WHAT THE TASK REQUIRES >> Take the data below and extract the lines from the one with "repository 1961c9d4b204a89d" to the one with "use std::time::Duration;", inclusive, exactly as written.

[Dataset entries]
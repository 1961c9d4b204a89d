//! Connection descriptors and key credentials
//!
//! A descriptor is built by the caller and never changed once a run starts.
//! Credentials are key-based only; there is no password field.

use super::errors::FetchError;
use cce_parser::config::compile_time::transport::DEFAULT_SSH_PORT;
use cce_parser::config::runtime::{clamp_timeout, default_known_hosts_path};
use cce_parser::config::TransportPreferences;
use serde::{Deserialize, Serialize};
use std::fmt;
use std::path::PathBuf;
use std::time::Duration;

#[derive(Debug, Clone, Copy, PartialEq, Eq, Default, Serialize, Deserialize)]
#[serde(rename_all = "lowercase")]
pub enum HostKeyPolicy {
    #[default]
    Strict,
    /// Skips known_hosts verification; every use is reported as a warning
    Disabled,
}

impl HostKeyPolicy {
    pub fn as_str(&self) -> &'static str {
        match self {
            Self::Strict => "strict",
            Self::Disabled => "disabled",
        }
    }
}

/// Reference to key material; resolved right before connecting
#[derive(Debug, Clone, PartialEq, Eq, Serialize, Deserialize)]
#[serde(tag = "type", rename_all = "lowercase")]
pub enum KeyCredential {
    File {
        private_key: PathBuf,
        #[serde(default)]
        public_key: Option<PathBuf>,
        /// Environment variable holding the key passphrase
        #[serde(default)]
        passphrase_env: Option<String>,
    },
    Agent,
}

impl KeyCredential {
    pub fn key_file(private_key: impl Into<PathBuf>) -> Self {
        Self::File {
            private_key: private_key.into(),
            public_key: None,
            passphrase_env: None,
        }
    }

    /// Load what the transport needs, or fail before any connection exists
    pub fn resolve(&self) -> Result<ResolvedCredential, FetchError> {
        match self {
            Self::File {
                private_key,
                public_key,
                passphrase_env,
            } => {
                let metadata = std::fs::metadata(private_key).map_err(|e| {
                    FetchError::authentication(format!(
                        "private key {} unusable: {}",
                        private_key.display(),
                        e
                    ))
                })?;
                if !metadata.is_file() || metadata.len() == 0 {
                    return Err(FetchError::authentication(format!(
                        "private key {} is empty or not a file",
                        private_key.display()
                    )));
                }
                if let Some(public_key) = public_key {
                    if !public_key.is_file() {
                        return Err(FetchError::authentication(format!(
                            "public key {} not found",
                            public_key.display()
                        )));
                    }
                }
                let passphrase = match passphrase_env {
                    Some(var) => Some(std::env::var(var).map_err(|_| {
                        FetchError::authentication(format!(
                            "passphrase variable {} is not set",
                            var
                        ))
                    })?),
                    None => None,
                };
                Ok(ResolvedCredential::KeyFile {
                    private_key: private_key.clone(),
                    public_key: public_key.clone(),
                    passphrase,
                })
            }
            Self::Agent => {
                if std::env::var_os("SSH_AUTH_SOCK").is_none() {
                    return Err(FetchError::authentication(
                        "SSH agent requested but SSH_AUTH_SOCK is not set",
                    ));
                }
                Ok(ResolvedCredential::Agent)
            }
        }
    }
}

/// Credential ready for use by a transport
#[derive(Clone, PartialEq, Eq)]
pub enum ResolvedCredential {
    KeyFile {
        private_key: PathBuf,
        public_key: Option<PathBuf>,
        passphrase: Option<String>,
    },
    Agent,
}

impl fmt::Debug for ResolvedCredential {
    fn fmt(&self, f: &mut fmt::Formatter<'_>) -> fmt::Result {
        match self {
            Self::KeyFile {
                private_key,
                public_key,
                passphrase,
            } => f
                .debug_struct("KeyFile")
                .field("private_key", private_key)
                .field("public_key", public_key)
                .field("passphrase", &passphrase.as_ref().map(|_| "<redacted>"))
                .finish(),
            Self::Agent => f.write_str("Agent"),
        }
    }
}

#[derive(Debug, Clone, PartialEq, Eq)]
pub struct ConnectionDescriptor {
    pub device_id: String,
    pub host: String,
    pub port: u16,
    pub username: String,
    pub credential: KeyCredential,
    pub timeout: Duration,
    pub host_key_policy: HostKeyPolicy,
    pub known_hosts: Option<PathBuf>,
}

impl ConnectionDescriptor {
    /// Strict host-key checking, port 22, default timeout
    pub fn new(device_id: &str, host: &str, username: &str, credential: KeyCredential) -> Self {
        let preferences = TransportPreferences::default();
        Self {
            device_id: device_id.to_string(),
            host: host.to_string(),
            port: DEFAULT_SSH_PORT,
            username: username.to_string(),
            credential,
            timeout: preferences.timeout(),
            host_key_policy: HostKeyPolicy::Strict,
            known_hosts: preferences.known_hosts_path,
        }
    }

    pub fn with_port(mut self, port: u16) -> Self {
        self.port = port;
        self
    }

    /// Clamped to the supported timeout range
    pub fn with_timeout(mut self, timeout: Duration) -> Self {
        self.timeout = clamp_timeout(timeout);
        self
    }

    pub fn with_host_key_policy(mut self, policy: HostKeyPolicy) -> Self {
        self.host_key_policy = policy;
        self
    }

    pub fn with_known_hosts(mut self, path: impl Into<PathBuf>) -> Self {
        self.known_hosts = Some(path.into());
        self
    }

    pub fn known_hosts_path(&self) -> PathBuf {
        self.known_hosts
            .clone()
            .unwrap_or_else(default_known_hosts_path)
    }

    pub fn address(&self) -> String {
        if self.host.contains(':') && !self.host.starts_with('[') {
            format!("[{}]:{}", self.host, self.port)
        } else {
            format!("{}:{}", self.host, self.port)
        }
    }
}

==

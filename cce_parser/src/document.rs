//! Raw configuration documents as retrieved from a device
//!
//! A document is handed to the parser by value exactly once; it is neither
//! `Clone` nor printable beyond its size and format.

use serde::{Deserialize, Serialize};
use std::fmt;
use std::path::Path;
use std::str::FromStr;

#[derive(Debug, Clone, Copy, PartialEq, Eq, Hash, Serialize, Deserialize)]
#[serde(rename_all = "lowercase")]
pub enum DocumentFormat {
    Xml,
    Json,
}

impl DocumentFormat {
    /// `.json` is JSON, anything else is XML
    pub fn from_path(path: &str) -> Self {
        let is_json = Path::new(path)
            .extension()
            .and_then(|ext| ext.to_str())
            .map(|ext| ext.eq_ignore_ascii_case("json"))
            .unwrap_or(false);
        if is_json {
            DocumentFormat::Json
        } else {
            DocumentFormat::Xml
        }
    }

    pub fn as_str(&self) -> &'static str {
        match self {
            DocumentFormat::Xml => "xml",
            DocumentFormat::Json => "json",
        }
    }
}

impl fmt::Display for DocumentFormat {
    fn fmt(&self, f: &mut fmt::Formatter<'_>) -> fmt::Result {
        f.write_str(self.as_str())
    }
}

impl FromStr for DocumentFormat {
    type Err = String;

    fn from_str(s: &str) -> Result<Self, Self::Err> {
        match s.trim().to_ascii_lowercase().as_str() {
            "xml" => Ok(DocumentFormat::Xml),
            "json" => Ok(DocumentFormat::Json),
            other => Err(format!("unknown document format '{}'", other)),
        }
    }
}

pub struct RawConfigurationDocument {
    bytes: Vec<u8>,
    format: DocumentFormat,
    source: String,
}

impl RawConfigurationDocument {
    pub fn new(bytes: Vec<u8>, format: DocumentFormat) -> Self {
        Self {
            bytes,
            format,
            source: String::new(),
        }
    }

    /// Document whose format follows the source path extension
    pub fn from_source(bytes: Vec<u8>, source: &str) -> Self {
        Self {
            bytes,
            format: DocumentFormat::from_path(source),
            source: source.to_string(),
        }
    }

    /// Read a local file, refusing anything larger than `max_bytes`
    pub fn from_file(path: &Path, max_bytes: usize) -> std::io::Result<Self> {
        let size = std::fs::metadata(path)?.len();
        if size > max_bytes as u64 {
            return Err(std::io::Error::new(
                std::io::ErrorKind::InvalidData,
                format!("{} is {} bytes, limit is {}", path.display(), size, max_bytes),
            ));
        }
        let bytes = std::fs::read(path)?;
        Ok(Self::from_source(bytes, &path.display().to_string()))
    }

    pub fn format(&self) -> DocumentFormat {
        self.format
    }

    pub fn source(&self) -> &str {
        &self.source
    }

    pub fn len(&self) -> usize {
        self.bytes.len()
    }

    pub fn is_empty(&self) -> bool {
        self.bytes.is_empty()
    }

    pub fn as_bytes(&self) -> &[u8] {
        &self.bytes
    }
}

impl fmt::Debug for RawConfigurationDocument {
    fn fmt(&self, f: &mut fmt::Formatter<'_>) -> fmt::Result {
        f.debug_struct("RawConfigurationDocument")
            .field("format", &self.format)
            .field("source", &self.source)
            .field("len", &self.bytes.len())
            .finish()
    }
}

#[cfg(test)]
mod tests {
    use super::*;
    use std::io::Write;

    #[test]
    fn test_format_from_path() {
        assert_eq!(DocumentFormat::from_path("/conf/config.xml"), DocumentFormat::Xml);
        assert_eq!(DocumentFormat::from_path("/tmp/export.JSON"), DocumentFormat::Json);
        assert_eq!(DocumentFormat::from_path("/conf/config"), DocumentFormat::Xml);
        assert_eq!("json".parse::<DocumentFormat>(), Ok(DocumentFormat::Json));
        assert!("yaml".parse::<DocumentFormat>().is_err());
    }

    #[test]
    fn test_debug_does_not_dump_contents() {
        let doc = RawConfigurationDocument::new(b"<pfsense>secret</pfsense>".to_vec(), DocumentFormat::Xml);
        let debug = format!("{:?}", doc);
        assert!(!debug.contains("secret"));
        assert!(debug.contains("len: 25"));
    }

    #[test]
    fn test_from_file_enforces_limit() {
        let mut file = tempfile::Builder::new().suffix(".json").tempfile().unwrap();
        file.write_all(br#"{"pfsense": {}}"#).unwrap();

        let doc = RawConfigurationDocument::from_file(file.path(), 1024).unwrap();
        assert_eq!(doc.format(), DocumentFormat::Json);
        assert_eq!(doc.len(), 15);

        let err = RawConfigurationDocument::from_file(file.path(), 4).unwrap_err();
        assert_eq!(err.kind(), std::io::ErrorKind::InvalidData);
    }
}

ANSWER >>
repository 1961c9d4b204a89d
//! Connection descriptors and key credentials
//!
//! A descriptor is built by the caller and never changed once a run starts.
//! Credentials are key-based only; there is no password field.

use super::errors::FetchError;
use cce_parser::config::compile_time::transport::DEFAULT_SSH_PORT;
use cce_parser::config::runtime::{clamp_timeout, default_known_hosts_path};
use cce_parser::config::TransportPreferences;
use serde::{Deserialize, Serialize};
use std::fmt;
use std::path::PathBuf;
use std::time::Duration;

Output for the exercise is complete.